Top of EXERCISE DATA

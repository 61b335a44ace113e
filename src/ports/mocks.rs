//! In-memory port implementations
//!
//! Deterministic stand-ins for the token store and the gateway that record
//! every call, used by the unit and integration tests. Only compiled for
//! tests or with the `test-support` feature.

use std::collections::HashMap;
use std::sync::atomic::{AtomicBool, Ordering};
use std::sync::{Arc, Mutex};
use std::time::Duration;
use async_trait::async_trait;

use crate::domain::{CreatedRange, TokenRecord};
use super::gateway::{GatewayPort, MetadataQuote, UpstreamError};
use super::token_store::{PageQuery, StoreError, TokenStore};

/// A call made against the in-memory store
#[derive(Debug, Clone, PartialEq)]
pub enum StoreCall {
    Count(CreatedRange),
    Page(PageQuery),
}

/// Token store backed by a vector, with switchable failures
#[derive(Debug, Default)]
pub struct InMemoryTokenStore {
    records: Vec<TokenRecord>,
    calls: Arc<Mutex<Vec<StoreCall>>>,
    fail_count: AtomicBool,
    fail_page: AtomicBool,
    page_delay: Duration,
}

impl InMemoryTokenStore {
    pub fn new(records: Vec<TokenRecord>) -> Self {
        Self {
            records,
            ..Default::default()
        }
    }

    /// Simulated round-trip latency for page queries
    pub fn with_page_delay(mut self, delay: Duration) -> Self {
        self.page_delay = delay;
        self
    }

    pub fn set_fail_count(&self, fail: bool) {
        self.fail_count.store(fail, Ordering::SeqCst);
    }

    pub fn set_fail_page(&self, fail: bool) {
        self.fail_page.store(fail, Ordering::SeqCst);
    }

    /// Get all recorded calls
    pub fn get_calls(&self) -> Vec<StoreCall> {
        self.calls.lock().unwrap().clone()
    }

    pub fn page_calls(&self) -> Vec<PageQuery> {
        self.get_calls()
            .into_iter()
            .filter_map(|c| match c {
                StoreCall::Page(q) => Some(q),
                StoreCall::Count(_) => None,
            })
            .collect()
    }

    pub fn count_calls(&self) -> usize {
        self.get_calls()
            .iter()
            .filter(|c| matches!(c, StoreCall::Count(_)))
            .count()
    }
}

#[async_trait]
impl TokenStore for InMemoryTokenStore {
    async fn count(&self, range: CreatedRange) -> Result<u64, StoreError> {
        self.calls.lock().unwrap().push(StoreCall::Count(range));
        if self.fail_count.load(Ordering::SeqCst) {
            return Err(StoreError::Unavailable("count query failed".into()));
        }
        Ok(self.records.iter().filter(|r| range.contains(r.created_at)).count() as u64)
    }

    async fn fetch_page(&self, query: PageQuery) -> Result<Vec<TokenRecord>, StoreError> {
        self.calls.lock().unwrap().push(StoreCall::Page(query));
        if !self.page_delay.is_zero() {
            tokio::time::sleep(self.page_delay).await;
        }
        if self.fail_page.load(Ordering::SeqCst) {
            return Err(StoreError::Unavailable("page query failed".into()));
        }

        let mut rows: Vec<TokenRecord> = self
            .records
            .iter()
            .filter(|r| query.range.contains(r.created_at))
            .cloned()
            .collect();

        // Ties broken by mint so repeated queries return the same order
        rows.sort_by(|a, b| a.created_at.cmp(&b.created_at).then_with(|| a.mint.cmp(&b.mint)));
        if !query.order.is_ascending() {
            rows.reverse();
        }

        Ok(rows.into_iter().skip(query.offset).take(query.limit).collect())
    }
}

/// A call made against the in-memory gateway
#[derive(Debug, Clone, PartialEq, Eq)]
pub enum GatewayCall {
    Metadata(String),
    AllTimeHigh(String),
}

/// Gateway answering from fixed tables; unknown mints fail like an upstream 500
#[derive(Debug, Default)]
pub struct MockGateway {
    metadata: HashMap<String, MetadataQuote>,
    ath: HashMap<String, serde_json::Value>,
    calls: Arc<Mutex<Vec<GatewayCall>>>,
    delay: Duration,
}

impl MockGateway {
    pub fn new() -> Self {
        Self::default()
    }

    /// Builder method to set the metadata answer for a mint
    pub fn with_metadata(mut self, mint: &str, quote: MetadataQuote) -> Self {
        self.metadata.insert(mint.to_string(), quote);
        self
    }

    /// Builder method to set the ATH market cap for a mint
    pub fn with_ath(mut self, mint: &str, highest_market_cap: f64) -> Self {
        self.ath.insert(
            mint.to_string(),
            serde_json::json!({ "highest_market_cap": highest_market_cap }),
        );
        self
    }

    /// Builder method to set an arbitrary ATH payload for a mint
    pub fn with_ath_payload(mut self, mint: &str, payload: serde_json::Value) -> Self {
        self.ath.insert(mint.to_string(), payload);
        self
    }

    /// Builder method to make every lookup take `delay` before answering
    pub fn with_delay(mut self, delay: Duration) -> Self {
        self.delay = delay;
        self
    }

    async fn wait(&self) {
        if !self.delay.is_zero() {
            tokio::time::sleep(self.delay).await;
        }
    }

    /// Get all recorded calls
    pub fn get_calls(&self) -> Vec<GatewayCall> {
        self.calls.lock().unwrap().clone()
    }

    pub fn ath_calls(&self) -> usize {
        self.get_calls()
            .iter()
            .filter(|c| matches!(c, GatewayCall::AllTimeHigh(_)))
            .count()
    }

    pub fn metadata_calls(&self) -> usize {
        self.get_calls()
            .iter()
            .filter(|c| matches!(c, GatewayCall::Metadata(_)))
            .count()
    }
}

#[async_trait]
impl GatewayPort for MockGateway {
    async fn coin_metadata(&self, mint: &str) -> Result<MetadataQuote, UpstreamError> {
        self.calls.lock().unwrap().push(GatewayCall::Metadata(mint.to_string()));
        self.wait().await;
        self.metadata.get(mint).cloned().ok_or(UpstreamError::Status(500))
    }

    async fn all_time_high(&self, mint: &str) -> Result<serde_json::Value, UpstreamError> {
        self.calls.lock().unwrap().push(GatewayCall::AllTimeHigh(mint.to_string()));
        self.wait().await;
        self.ath.get(mint).cloned().ok_or(UpstreamError::Status(500))
    }
}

Bottom of EXERCISE DATA

WHAT YOU SHOULD DO
In the records, which lines mention the word "HashMap"? Copy those lines.

EXERCISE ANSWER
use std::collections::HashMap;
    metadata: HashMap<String, MetadataQuote>,
    ath: HashMap<String, serde_json::Value>,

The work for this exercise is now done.